Improbable and seemingly impossible performances are a big part of sports, as witnessed in the New York Giants beating the previously undefeated New England Patriots in the Super Bowl.
The GW men’s basketball team has also had some seemingly improbably and impossible performances this season – but, unlike the Giants, in a bad way.
The first indicator that things were going downhill for the program was the loss on the road at Maryland-Baltimore County. As a fan, I thought (hoped) this was just an aberration. Every team stumbles once in a while, right?
But after getting pounded at Virginia Tech and losing to the SUNY-Binghamton, GW’s record dropped to 3-5 and it became evident that maybe these losses would continue to pile up. Now 1-7 in the conference and mired in a seven-game losing streak – not to mention having lost all 10 games away from Smith Center – it is now an appropriate time to assess our disappointment as fans.

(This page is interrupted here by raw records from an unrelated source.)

//! Logging initialization for the monitor daemon.
//!
//! Configures the `tracing` subscriber with level filtering via the `CMON_LOG`
//! environment variable. Falls back to the configured `daemon.log_level` when
//! the variable is unset.
//!
//! # Usage
//!
//! ```bash
//! # Default (config log_level, info by default)
//! cmon daemon
//!
//! # Debug level
//! CMON_LOG=debug cmon daemon
//!
//! # Module-specific filtering
//! CMON_LOG=claude_monitor=debug,warn cmon daemon
//! ```

use tracing_subscriber::{fmt, EnvFilter};

use crate::config::schema::LogLevel;

/// Initialize the tracing subscriber.
///
/// Reads the `CMON_LOG` environment variable for filter directives; when it
/// is unset or invalid, uses `fallback` from the configuration.
///
/// Output is written to stderr, which works for foreground mode and is
/// redirected to /dev/null when daemonized.
///
/// # Panics
///
/// Panics if a global subscriber has already been set (should only be
/// called once, at daemon startup).
pub fn init(fallback: LogLevel) {
    let filter = EnvFilter::try_from_env("CMON_LOG")
        .unwrap_or_else(|_| EnvFilter::new(fallback.as_filter()));

    fmt()
        .with_env_filter(filter)
        .with_target(false)
        .with_writer(std::io::stderr)
        .init();
}

#[cfg(test)]
mod tests {
    use super::*;

    #[test]
    fn env_filter_parses_valid_directives() {
        let directives = ["info", "debug", "warn", "error", "trace"];
        for d in directives {
            assert!(EnvFilter::try_new(d).is_ok(), "failed to parse directive: {}", d);
        }
    }

    #[test]
    fn env_filter_parses_module_directive() {
        assert!(EnvFilter::try_new("claude_monitor=debug,warn").is_ok());
    }

    #[test]
    fn all_log_levels_are_valid_directives() {
        for level in [
            LogLevel::Error,
            LogLevel::Warn,
            LogLevel::Info,
            LogLevel::Debug,
            LogLevel::Trace,
        ] {
            assert!(EnvFilter::try_new(level.as_filter()).is_ok());
        }
    }
}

One of the biggest disappointments is with the fact that many of the individual players’ productivity has fallen off from last season. The four starters who were with the team last season all have lower shooting percentages than a year ago. The team’s shooting percentage has dropped off from 46 percent to just below 42 percent and scoring has dropped from 70 points a game to 64.
It is hard to say why, because the roster is very similar to last year’s and many young players have more experience playing college ball. What is definite is that this has been a very disappointing campaign so far.
It hurts that sophomore Travis King has to miss the entire season because of a knee injury, but there is no proof that the team would be winning even with him. The guards have been effective only in spurts and have not been able to sustain much success against the top-level competition.
The player with the best assist-to-turnover ratio on the team is walk-on point guard Johnny Lee, and Coach Karl Hobbs seems reluctant to play him more than about 10 minutes a game, especially against the better teams, so distributing the ball to leading scorer Rob Diggs has been a problem.
The lack of ability to adapt to the loss of King has been a major letdown. This team has adapted before, whether it be winning late-season games two years ago without injured star Pops Mensah-Bonsu or winning the conference tournament last season after the team’s leading scorer from the previous season, Danilo Pinnock, left early for the NBA draft. So why not this year?
As a fan, perhaps where I feel the most abandoned is in the absolute futility of this team on the road. The Colonials have won five games at home and played competitively in two of the three losses. Why have they lost all ten road games by an average of 19 points per game? This is truly disheartening.
I think a big reason so many fans are so disappointed with the program is because of how successful the program has been the past few years. Did we take that success for granted? When I got to GW almost three years ago, this was a solid program. It was not St. Bonaventure.
Maybe I was spoiled. I appreciate the winning even more now, and I do not expect struggles to last very long. So do not give up on this team. The program has become too strong for a losing tradition to develop in Foggy Bottom.